Serial femtosecond crystallography of G protein-coupled receptors

  • Science. 2013 Dec 20;342(6165):1521-4. doi: 10.1126/science.1244142.
Wei Liu 1 Daniel Wacker Cornelius Gati Gye Won Han Daniel James Dingjie Wang Garrett Nelson Uwe Weierstall Vsevolod Katritch Anton Barty Nadia A Zatsepin Dianfan Li Marc Messerschmidt Sébastien Boutet Garth J Williams Jason E Koglin M Marvin Seibert Chong Wang Syed T A Shah Shibom Basu Raimund Fromme Christopher Kupitz Kimberley N Rendek Ingo Grotjohann Petra Fromme Richard A Kirian Kenneth R Beyerlein Thomas A White Henry N Chapman Martin Caffrey John C H Spence Raymond C Stevens Vadim Cherezov
Affiliations

Affiliation

  • 1 Department of Integrative Structural and Computational Biology, The Scripps Research Institute, La Jolla, CA 92037, USA.
Abstract

X-ray crystallography of G protein-coupled receptors and Other membrane proteins is hampered by difficulties associated with growing sufficiently large crystals that withstand radiation damage and yield high-resolution data at synchrotron sources. We used an x-ray free-electron laser (XFEL) with individual 50-femtosecond-duration x-ray pulses to minimize radiation damage and obtained a high-resolution room-temperature structure of a human serotonin receptor using sub-10-micrometer microcrystals grown in a membrane mimetic matrix known as lipidic cubic phase.
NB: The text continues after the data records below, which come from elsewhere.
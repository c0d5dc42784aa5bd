use crate::fft::{PadMode, frames, pad_centered};

/// Amplitudes at or below this count as zero (positive) for crossings.
const ZCR_THRESHOLD: f32 = 1e-10;

/// Spectral centroid (Hz) of one power spectrum.
///
/// Computed on magnitudes; frames without energy give 0.
///
/// # Example
/// ```
/// use cp_audio::features::spectral_centroid;
/// let mut power = vec![0.0f32; 1025];
/// power[100] = 4.0;
/// let hz = spectral_centroid(&power, 22050, 2048);
/// assert!((hz - 100.0 * 22050.0 / 2048.0).abs() < 1e-2);
/// ```
#[must_use]
pub fn spectral_centroid(power: &[f32], sample_rate: u32, n_fft: usize) -> f32 {
    let bin_hz = f64::from(sample_rate) / n_fft as f64;
    let mut total = 0.0f64;
    let mut weighted = 0.0f64;
    for (k, &p) in power.iter().enumerate() {
        let mag = f64::from(p.max(0.0)).sqrt();
        total += mag;
        weighted += k as f64 * bin_hz * mag;
    }
    if total > 1e-10 {
        (weighted / total) as f32
    } else {
        0.0
    }
}

/// RMS energy per centered, zero-padded frame of `frame_len` samples.
///
/// # Example
/// ```
/// use cp_audio::features::rms_frames;
/// let rms = rms_frames(&vec![0.5; 4096], 2048, 512);
/// assert_eq!(rms.len(), 9);
/// assert!((rms[4] - 0.5).abs() < 1e-6);
/// ```
#[must_use]
pub fn rms_frames(samples: &[f32], frame_len: usize, hop: usize) -> Vec<f32> {
    if samples.is_empty() || hop == 0 || frame_len == 0 {
        return Vec::new();
    }
    let n_frames = 1 + samples.len() / hop;
    let padded = pad_centered(samples, frame_len, PadMode::Constant);
    frames(&padded, frame_len, hop, n_frames)
        .map(|frame| {
            let sum_sq: f64 = frame.iter().map(|&s| f64::from(s) * f64::from(s)).sum();
            (sum_sq / frame_len as f64).sqrt() as f32
        })
        .collect()
}

/// Zero-crossing rate per centered, edge-padded frame, in [0, 1].
///
/// # Example
/// ```
/// use cp_audio::features::zero_crossing_frames;
/// let alternating: Vec<f32> = (0..4096).map(|i| if i % 2 == 0 { 1.0 } else { -1.0 }).collect();
/// let zcr = zero_crossing_frames(&alternating, 2048, 512);
/// assert!(zcr[4] > 0.99);
/// ```
#[must_use]
pub fn zero_crossing_frames(samples: &[f32], frame_len: usize, hop: usize) -> Vec<f32> {
    if samples.is_empty() || hop == 0 || frame_len == 0 {
        return Vec::new();
    }
    let n_frames = 1 + samples.len() / hop;
    let padded = pad_centered(samples, frame_len, PadMode::Edge);
    frames(&padded, frame_len, hop, n_frames)
        .map(|frame| {
            let crossings = frame
                .windows(2)
                .filter(|w| is_negative(w[0]) != is_negative(w[1]))
                .count();
            crossings as f32 / frame_len as f32
        })
        .collect()
}

#[inline]
fn is_negative(s: f32) -> bool {
    s < -ZCR_THRESHOLD
}

#[cfg(test)]
mod tests {
    use super::*;

    #[test]
    fn silence_has_zero_centroid_and_rms() {
        assert!(spectral_centroid(&[0.0; 1025], 22050, 2048).abs() < f32::EPSILON);
        let rms = rms_frames(&[0.0; 1000], 2048, 512);
        assert_eq!(rms.len(), 2);
        assert!(rms.iter().all(|r| r.abs() < f32::EPSILON));
    }

    #[test]
    fn tiny_values_do_not_cross() {
        let noise: Vec<f32> = (0..3000).map(|i| if i % 2 == 0 { 1e-12 } else { -1e-12 }).collect();
        let zcr = zero_crossing_frames(&noise, 2048, 512);
        assert!(zcr.iter().all(|z| z.abs() < f32::EPSILON));
    }

    #[test]
    fn scalar_features_share_frame_count() {
        for len in [1usize, 511, 512, 22050] {
            let signal = vec![0.25; len];
            assert_eq!(rms_frames(&signal, 2048, 512).len(), 1 + len / 512);
            assert_eq!(zero_crossing_frames(&signal, 2048, 512).len(), 1 + len / 512);
        }
    }
}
Compared with the structure solved by using traditional microcrystallography from cryo-cooled crystals of about two orders of magnitude larger volume, the room-temperature XFEL structure displays a distinct distribution of thermal motions and conformations of residues that likely more accurately represent the receptor structure and dynamics in a cellular environment.